Items from a data source:
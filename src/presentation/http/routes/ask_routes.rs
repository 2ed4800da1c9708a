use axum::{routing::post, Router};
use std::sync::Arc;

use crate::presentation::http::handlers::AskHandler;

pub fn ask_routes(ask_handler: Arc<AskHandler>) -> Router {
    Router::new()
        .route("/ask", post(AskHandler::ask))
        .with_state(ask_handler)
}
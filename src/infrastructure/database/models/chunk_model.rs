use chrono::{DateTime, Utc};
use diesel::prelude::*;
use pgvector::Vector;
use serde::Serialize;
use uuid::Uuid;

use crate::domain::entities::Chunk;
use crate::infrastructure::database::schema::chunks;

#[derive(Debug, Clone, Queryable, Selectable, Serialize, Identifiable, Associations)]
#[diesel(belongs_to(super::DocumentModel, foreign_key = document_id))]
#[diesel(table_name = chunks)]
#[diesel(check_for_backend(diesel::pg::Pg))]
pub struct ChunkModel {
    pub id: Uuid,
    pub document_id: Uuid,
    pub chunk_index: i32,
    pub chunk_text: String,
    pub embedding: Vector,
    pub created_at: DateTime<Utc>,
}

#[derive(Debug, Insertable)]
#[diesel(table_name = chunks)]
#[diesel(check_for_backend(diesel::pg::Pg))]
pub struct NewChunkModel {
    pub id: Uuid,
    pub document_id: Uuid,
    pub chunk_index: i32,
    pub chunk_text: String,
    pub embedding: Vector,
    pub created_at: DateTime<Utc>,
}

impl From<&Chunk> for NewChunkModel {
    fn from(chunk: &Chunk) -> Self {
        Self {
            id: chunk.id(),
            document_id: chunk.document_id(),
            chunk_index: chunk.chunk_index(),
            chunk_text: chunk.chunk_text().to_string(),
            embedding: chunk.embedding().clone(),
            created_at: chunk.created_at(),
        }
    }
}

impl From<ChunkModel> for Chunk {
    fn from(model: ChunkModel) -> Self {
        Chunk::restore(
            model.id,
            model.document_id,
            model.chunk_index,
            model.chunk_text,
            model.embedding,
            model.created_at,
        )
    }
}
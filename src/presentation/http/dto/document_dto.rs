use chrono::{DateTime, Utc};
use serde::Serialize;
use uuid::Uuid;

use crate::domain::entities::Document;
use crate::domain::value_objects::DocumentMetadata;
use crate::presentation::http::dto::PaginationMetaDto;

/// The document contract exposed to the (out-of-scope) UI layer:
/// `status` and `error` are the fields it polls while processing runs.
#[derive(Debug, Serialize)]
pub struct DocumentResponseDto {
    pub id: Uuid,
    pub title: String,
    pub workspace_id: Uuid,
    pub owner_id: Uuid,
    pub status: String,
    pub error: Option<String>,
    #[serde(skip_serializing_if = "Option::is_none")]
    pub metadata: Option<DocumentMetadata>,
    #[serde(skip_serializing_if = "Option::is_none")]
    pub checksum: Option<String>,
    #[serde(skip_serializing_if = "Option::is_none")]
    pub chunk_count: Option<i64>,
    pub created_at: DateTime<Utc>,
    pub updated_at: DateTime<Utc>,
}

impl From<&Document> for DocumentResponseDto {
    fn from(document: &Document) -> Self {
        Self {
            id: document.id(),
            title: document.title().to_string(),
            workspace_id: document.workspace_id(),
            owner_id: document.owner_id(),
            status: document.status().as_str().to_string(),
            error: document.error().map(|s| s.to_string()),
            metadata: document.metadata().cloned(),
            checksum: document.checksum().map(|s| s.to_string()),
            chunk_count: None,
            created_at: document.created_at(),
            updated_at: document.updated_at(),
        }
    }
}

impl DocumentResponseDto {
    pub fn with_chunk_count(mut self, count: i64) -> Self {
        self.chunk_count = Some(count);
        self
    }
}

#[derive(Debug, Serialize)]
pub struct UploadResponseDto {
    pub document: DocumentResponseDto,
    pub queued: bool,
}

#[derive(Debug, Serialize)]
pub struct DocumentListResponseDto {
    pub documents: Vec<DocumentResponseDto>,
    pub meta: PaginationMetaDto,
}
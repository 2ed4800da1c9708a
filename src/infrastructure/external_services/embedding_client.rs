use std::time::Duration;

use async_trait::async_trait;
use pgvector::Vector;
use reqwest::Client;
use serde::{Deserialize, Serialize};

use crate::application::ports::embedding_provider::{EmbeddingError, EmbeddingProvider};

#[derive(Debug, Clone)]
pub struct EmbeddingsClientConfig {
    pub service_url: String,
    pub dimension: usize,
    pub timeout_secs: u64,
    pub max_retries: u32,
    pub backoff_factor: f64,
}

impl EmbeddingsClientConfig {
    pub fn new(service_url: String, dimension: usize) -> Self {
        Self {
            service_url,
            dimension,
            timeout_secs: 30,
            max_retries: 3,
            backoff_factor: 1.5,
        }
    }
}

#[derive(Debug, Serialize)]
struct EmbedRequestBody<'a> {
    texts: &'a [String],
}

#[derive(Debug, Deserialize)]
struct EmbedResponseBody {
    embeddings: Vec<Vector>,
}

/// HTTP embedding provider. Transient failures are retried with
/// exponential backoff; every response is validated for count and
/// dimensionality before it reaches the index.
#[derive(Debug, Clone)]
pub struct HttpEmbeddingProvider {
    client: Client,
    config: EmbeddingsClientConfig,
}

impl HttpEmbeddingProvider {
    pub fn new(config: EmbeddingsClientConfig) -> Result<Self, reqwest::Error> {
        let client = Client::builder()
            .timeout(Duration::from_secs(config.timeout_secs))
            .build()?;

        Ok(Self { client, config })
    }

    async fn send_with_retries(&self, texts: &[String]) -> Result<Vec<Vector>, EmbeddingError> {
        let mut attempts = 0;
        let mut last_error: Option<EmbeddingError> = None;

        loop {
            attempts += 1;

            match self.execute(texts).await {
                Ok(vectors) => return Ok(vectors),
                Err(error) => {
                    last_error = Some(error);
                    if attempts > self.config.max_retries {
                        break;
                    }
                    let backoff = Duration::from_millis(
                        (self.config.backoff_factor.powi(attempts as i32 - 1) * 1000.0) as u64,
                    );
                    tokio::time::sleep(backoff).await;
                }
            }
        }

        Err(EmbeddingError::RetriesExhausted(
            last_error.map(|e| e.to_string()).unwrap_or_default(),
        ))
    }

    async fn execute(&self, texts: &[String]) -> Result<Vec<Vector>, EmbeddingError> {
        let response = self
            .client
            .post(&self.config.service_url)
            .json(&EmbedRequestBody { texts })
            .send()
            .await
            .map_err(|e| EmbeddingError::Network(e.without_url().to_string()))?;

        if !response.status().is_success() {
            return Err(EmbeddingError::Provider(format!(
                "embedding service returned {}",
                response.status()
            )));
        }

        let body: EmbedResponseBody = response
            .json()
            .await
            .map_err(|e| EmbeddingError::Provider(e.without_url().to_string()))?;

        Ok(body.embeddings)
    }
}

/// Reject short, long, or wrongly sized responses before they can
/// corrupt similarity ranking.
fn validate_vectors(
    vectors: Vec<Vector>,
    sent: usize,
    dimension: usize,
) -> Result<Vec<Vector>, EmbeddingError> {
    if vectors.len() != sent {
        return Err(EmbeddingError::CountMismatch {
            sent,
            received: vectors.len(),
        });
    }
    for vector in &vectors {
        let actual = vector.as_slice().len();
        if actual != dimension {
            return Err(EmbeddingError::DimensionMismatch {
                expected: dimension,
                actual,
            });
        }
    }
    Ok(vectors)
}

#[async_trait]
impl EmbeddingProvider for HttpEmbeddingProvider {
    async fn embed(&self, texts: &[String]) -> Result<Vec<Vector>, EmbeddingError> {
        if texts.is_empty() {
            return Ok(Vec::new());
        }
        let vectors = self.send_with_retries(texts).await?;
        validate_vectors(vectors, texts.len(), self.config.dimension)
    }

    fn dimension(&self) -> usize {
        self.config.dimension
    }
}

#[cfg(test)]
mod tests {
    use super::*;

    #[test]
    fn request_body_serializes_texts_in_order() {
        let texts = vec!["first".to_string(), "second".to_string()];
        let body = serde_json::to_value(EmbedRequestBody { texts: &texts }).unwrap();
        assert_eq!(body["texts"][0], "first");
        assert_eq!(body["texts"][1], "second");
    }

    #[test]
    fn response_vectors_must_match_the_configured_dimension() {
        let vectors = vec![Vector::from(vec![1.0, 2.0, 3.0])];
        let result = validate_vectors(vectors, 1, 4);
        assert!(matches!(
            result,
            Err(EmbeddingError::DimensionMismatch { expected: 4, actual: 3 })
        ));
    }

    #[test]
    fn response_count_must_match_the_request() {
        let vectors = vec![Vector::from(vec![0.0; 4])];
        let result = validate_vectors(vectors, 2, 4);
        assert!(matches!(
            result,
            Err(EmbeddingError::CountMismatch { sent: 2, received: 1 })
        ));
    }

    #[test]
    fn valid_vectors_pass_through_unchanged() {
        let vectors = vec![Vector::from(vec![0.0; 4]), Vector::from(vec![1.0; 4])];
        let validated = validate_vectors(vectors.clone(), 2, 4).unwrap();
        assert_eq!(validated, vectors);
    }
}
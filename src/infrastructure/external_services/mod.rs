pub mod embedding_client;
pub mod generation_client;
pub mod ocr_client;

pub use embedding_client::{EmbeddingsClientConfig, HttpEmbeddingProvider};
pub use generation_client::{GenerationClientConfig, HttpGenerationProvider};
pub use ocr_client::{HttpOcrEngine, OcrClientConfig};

▸ **Work instruction**
Reproduce only the lines above spanning from the line containing "#[cfg(test)]" through the line containing "let result = validate_vectors(vectors, 2, 4);", word for word.

▸ **Answer space**
#[cfg(test)]
mod tests {
    use super::*;

    #[test]
    fn request_body_serializes_texts_in_order() {
        let texts = vec!["first".to_string(), "second".to_string()];
        let body = serde_json::to_value(EmbedRequestBody { texts: &texts }).unwrap();
        assert_eq!(body["texts"][0], "first");
        assert_eq!(body["texts"][1], "second");
    }

    #[test]
    fn response_vectors_must_match_the_configured_dimension() {
        let vectors = vec![Vector::from(vec![1.0, 2.0, 3.0])];
        let result = validate_vectors(vectors, 1, 4);
        assert!(matches!(
            result,
            Err(EmbeddingError::DimensionMismatch { expected: 4, actual: 3 })
        ));
    }

    #[test]
    fn response_count_must_match_the_request() {
        let vectors = vec![Vector::from(vec![0.0; 4])];
        let result = validate_vectors(vectors, 2, 4);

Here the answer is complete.